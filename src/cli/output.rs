//! Terminal output formatting with colors
//!
//! Respects NO_COLOR, CLICOLOR, CLICOLOR_FORCE automatically.

use colored::Colorize;

/// Print error (red bold "error:" prefix) to stderr
pub fn error(msg: &(impl std::fmt::Display + ?Sized)) {
    eprintln!("{}: {}", "error".red().bold(), msg);
}

/// Print warning (yellow "Warning:" prefix) to stderr
pub fn warning(msg: &(impl std::fmt::Display + ?Sized)) {
    eprintln!("{}: {}", "Warning".yellow(), msg);
}

/// Print success status (green checkmark)
pub fn success(msg: &(impl std::fmt::Display + ?Sized)) {
    println!("{} {}", "✓".green(), msg);
}

/// Print success status indented (green checkmark with leading spaces)
pub fn success_detail(msg: &(impl std::fmt::Display + ?Sized)) {
    println!("  {} {}", "✓".green(), msg);
}

/// Print failure status (red X, indented)
pub fn failure(msg: &(impl std::fmt::Display + ?Sized)) {
    println!("  {} {}", "✗".red(), msg);
}

/// Print completed action (green label)
pub fn action(label: &str, msg: &(impl std::fmt::Display + ?Sized)) {
    println!("{}: {}", label.green(), msg);
}

/// Print section header (cyan bold)
pub fn header(msg: &(impl std::fmt::Display + ?Sized)) {
    println!("{}", msg.to_string().cyan().bold());
}

/// Print indented detail (no color)
pub fn detail(msg: &(impl std::fmt::Display + ?Sized)) {
    println!("  {}", msg);
}

/// Print plain output (no color, for data such as TOML)
pub fn info(msg: &(impl std::fmt::Display + ?Sized)) {
    println!("{}", msg);
}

--- --- ---

### ASSIGNMENT
When a line of the material holds the string "output", copy that line.

### ANSWER SECTION
filename src/cli/output.rs
//! Terminal output formatting with colors
/// Print plain output (no color, for data such as TOML)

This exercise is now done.